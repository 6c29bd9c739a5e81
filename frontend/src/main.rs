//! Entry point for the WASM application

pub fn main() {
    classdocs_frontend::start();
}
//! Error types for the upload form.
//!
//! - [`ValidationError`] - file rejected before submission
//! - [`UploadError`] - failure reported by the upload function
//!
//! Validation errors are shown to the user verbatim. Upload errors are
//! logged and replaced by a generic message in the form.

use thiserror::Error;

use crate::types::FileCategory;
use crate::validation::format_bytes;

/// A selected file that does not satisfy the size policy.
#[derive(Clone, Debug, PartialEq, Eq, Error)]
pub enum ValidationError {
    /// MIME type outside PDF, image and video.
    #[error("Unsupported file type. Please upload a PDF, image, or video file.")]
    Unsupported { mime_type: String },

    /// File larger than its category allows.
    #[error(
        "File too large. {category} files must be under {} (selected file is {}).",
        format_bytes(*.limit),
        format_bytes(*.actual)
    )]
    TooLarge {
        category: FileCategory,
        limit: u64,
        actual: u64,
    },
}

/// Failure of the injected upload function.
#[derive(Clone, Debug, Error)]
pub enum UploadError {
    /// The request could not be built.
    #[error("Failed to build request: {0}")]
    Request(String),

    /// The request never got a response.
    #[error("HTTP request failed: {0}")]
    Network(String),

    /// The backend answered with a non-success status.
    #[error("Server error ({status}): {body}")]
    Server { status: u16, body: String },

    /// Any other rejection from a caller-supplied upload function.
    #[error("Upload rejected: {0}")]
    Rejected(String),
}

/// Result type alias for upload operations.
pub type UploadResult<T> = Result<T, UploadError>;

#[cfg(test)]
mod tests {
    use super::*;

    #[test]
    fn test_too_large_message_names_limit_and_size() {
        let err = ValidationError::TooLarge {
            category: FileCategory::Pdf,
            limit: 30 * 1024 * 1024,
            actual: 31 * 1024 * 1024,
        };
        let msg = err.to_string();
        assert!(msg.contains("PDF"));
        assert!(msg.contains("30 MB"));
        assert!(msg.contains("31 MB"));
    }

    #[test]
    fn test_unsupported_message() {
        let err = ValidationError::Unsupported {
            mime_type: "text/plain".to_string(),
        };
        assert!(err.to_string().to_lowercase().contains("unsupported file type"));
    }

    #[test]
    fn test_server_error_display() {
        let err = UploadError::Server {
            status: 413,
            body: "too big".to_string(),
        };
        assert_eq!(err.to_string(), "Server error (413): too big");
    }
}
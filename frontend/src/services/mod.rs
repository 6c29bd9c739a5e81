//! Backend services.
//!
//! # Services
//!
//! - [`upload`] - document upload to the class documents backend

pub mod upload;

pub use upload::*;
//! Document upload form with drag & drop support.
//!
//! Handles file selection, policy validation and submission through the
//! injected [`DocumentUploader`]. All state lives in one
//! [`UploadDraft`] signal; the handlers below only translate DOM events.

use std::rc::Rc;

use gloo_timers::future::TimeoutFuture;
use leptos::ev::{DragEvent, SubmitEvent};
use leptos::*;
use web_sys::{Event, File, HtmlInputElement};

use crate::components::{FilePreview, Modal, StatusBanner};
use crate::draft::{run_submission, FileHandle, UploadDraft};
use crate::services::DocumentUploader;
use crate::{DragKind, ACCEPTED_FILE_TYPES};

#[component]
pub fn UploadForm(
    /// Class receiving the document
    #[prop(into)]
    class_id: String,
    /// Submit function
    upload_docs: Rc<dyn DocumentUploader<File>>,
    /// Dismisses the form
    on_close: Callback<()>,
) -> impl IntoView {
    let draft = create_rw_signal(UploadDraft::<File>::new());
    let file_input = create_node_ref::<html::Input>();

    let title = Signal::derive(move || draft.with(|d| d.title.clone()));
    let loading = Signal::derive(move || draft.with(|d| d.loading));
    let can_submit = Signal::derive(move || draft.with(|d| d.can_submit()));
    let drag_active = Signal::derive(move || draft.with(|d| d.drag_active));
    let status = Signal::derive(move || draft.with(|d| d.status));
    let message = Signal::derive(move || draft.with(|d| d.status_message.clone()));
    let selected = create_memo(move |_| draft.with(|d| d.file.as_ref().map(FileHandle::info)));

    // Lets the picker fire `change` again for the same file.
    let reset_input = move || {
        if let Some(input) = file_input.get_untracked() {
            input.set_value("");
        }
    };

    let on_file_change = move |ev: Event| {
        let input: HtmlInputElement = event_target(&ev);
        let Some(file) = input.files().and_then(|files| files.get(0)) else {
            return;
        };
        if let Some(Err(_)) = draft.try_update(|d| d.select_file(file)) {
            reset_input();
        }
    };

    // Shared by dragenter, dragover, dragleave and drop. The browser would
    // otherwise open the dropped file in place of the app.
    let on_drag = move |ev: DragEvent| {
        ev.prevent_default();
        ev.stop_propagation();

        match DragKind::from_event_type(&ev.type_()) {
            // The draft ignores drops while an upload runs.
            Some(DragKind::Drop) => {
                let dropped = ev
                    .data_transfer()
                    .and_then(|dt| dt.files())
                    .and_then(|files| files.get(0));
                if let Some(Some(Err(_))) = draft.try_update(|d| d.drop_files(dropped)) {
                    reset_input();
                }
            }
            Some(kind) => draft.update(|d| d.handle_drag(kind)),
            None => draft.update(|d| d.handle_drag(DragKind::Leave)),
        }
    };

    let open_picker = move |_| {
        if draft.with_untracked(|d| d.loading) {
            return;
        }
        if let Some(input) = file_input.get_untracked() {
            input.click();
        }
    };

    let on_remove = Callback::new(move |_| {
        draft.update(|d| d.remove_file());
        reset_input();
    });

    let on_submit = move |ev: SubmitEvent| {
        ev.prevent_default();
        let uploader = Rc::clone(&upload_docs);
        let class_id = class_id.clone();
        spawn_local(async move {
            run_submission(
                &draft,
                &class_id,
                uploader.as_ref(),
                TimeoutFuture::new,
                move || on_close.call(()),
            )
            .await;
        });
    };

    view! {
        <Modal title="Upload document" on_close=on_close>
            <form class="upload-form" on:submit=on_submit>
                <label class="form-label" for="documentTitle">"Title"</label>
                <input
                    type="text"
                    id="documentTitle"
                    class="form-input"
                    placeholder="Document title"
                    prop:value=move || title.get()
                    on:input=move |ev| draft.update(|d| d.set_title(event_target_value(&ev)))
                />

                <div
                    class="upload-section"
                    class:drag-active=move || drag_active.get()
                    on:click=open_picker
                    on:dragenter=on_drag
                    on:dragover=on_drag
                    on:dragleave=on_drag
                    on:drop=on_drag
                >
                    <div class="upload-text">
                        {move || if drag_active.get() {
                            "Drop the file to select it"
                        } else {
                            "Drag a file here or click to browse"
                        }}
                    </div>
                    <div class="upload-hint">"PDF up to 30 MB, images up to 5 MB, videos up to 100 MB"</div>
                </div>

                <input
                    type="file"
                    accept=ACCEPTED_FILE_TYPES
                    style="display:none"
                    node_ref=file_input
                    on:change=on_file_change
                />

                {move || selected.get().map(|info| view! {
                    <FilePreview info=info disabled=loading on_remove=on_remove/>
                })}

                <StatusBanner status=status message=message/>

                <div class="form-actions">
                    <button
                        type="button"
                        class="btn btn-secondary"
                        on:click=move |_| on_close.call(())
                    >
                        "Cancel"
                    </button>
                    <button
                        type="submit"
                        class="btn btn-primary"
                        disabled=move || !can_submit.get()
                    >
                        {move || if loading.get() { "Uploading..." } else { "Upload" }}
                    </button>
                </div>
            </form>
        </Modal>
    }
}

· · ·

### WORK TO COMPLETE:
Could you transcribe the whole listing exactly?

### COMPLETED EXERCISE:
repository 6c29bd9c739a5e81
filename frontend/src/main.rs
//! Entry point for the WASM application

pub fn main() {
    classdocs_frontend::start();
}
//! Error types for the upload form.
//!
//! - [`ValidationError`] - file rejected before submission
//! - [`UploadError`] - failure reported by the upload function
//!
//! Validation errors are shown to the user verbatim. Upload errors are
//! logged and replaced by a generic message in the form.

use thiserror::Error;

use crate::types::FileCategory;
use crate::validation::format_bytes;

/// A selected file that does not satisfy the size policy.
#[derive(Clone, Debug, PartialEq, Eq, Error)]
pub enum ValidationError {
    /// MIME type outside PDF, image and video.
    #[error("Unsupported file type. Please upload a PDF, image, or video file.")]
    Unsupported { mime_type: String },

    /// File larger than its category allows.
    #[error(
        "File too large. {category} files must be under {} (selected file is {}).",
        format_bytes(*.limit),
        format_bytes(*.actual)
    )]
    TooLarge {
        category: FileCategory,
        limit: u64,
        actual: u64,
    },
}

/// Failure of the injected upload function.
#[derive(Clone, Debug, Error)]
pub enum UploadError {
    /// The request could not be built.
    #[error("Failed to build request: {0}")]
    Request(String),

    /// The request never got a response.
    #[error("HTTP request failed: {0}")]
    Network(String),

    /// The backend answered with a non-success status.
    #[error("Server error ({status}): {body}")]
    Server { status: u16, body: String },

    /// Any other rejection from a caller-supplied upload function.
    #[error("Upload rejected: {0}")]
    Rejected(String),
}

/// Result type alias for upload operations.
pub type UploadResult<T> = Result<T, UploadError>;

#[cfg(test)]
mod tests {
    use super::*;

    #[test]
    fn test_too_large_message_names_limit_and_size() {
        let err = ValidationError::TooLarge {
            category: FileCategory::Pdf,
            limit: 30 * 1024 * 1024,
            actual: 31 * 1024 * 1024,
        };
        let msg = err.to_string();
        assert!(msg.contains("PDF"));
        assert!(msg.contains("30 MB"));
        assert!(msg.contains("31 MB"));
    }

    #[test]
    fn test_unsupported_message() {
        let err = ValidationError::Unsupported {
            mime_type: "text/plain".to_string(),
        };
        assert!(err.to_string().to_lowercase().contains("unsupported file type"));
    }

    #[test]
    fn test_server_error_display() {
        let err = UploadError::Server {
            status: 413,
            body: "too big".to_string(),
        };
        assert_eq!(err.to_string(), "Server error (413): too big");
    }
}
filename frontend/src/services/mod.rs
repository 6c29bd9c739a5e81
//! Backend services.
//!
//! # Services
//!
//! - [`upload`] - document upload to the class documents backend

pub mod upload;

pub use upload::*;
//! Document upload form with drag & drop support.
//!
//! Handles file selection, policy validation and submission through the
//! injected [`DocumentUploader`]. All state lives in one
//! [`UploadDraft`] signal; the handlers below only translate DOM events.

use std::rc::Rc;

use gloo_timers::future::TimeoutFuture;
use leptos::ev::{DragEvent, SubmitEvent};
use leptos::*;
use web_sys::{Event, File, HtmlInputElement};

use crate::components::{FilePreview, Modal, StatusBanner};
use crate::draft::{run_submission, FileHandle, UploadDraft};
use crate::services::DocumentUploader;
use crate::{DragKind, ACCEPTED_FILE_TYPES};

#[component]
pub fn UploadForm(
    /// Class receiving the document
    #[prop(into)]
    class_id: String,
    /// Submit function
    upload_docs: Rc<dyn DocumentUploader<File>>,
    /// Dismisses the form
    on_close: Callback<()>,
) -> impl IntoView {
    let draft = create_rw_signal(UploadDraft::<File>::new());
    let file_input = create_node_ref::<html::Input>();

    let title = Signal::derive(move || draft.with(|d| d.title.clone()));
    let loading = Signal::derive(move || draft.with(|d| d.loading));
    let can_submit = Signal::derive(move || draft.with(|d| d.can_submit()));
    let drag_active = Signal::derive(move || draft.with(|d| d.drag_active));
    let status = Signal::derive(move || draft.with(|d| d.status));
    let message = Signal::derive(move || draft.with(|d| d.status_message.clone()));
    let selected = create_memo(move |_| draft.with(|d| d.file.as_ref().map(FileHandle::info)));

    // Lets the picker fire `change` again for the same file.
    let reset_input = move || {
        if let Some(input) = file_input.get_untracked() {
            input.set_value("");
        }
    };

    let on_file_change = move |ev: Event| {
        let input: HtmlInputElement = event_target(&ev);
        let Some(file) = input.files().and_then(|files| files.get(0)) else {
            return;
        };
        if let Some(Err(_)) = draft.try_update(|d| d.select_file(file)) {
            reset_input();
        }
    };

    // Shared by dragenter, dragover, dragleave and drop. The browser would
    // otherwise open the dropped file in place of the app.
    let on_drag = move |ev: DragEvent| {
        ev.prevent_default();
        ev.stop_propagation();

        match DragKind::from_event_type(&ev.type_()) {
            // The draft ignores drops while an upload runs.
            Some(DragKind::Drop) => {
                let dropped = ev
                    .data_transfer()
                    .and_then(|dt| dt.files())
                    .and_then(|files| files.get(0));
                if let Some(Some(Err(_))) = draft.try_update(|d| d.drop_files(dropped)) {
                    reset_input();
                }
            }
            Some(kind) => draft.update(|d| d.handle_drag(kind)),
            None => draft.update(|d| d.handle_drag(DragKind::Leave)),
        }
    };

    let open_picker = move |_| {
        if draft.with_untracked(|d| d.loading) {
            return;
        }
        if let Some(input) = file_input.get_untracked() {
            input.click();
        }
    };

    let on_remove = Callback::new(move |_| {
        draft.update(|d| d.remove_file());
        reset_input();
    });

    let on_submit = move |ev: SubmitEvent| {
        ev.prevent_default();
        let uploader = Rc::clone(&upload_docs);
        let class_id = class_id.clone();
        spawn_local(async move {
            run_submission(
                &draft,
                &class_id,
                uploader.as_ref(),
                TimeoutFuture::new,
                move || on_close.call(()),
            )
            .await;
        });
    };

    view! {
        <Modal title="Upload document" on_close=on_close>
            <form class="upload-form" on:submit=on_submit>
                <label class="form-label" for="documentTitle">"Title"</label>
                <input
                    type="text"
                    id="documentTitle"
                    class="form-input"
                    placeholder="Document title"
                    prop:value=move || title.get()
                    on:input=move |ev| draft.update(|d| d.set_title(event_target_value(&ev)))
                />

                <div
                    class="upload-section"
                    class:drag-active=move || drag_active.get()
                    on:click=open_picker
                    on:dragenter=on_drag
                    on:dragover=on_drag
                    on:dragleave=on_drag
                    on:drop=on_drag
                >
                    <div class="upload-text">
                        {move || if drag_active.get() {
                            "Drop the file to select it"
                        } else {
                            "Drag a file here or click to browse"
                        }}
                    </div>
                    <div class="upload-hint">"PDF up to 30 MB, images up to 5 MB, videos up to 100 MB"</div>
                </div>

                <input
                    type="file"
                    accept=ACCEPTED_FILE_TYPES
                    style="display:none"
                    node_ref=file_input
                    on:change=on_file_change
                />

                {move || selected.get().map(|info| view! {
                    <FilePreview info=info disabled=loading on_remove=on_remove/>
                })}

                <StatusBanner status=status message=message/>

                <div class="form-actions">
                    <button
                        type="button"
                        class="btn btn-secondary"
                        on:click=move |_| on_close.call(())
                    >
                        "Cancel"
                    </button>
                    <button
                        type="submit"
                        class="btn btn-primary"
                        disabled=move || !can_submit.get()
                    >
                        {move || if loading.get() { "Uploading..." } else { "Upload" }}
                    </button>
                </div>
            </form>
        </Modal>
    }
}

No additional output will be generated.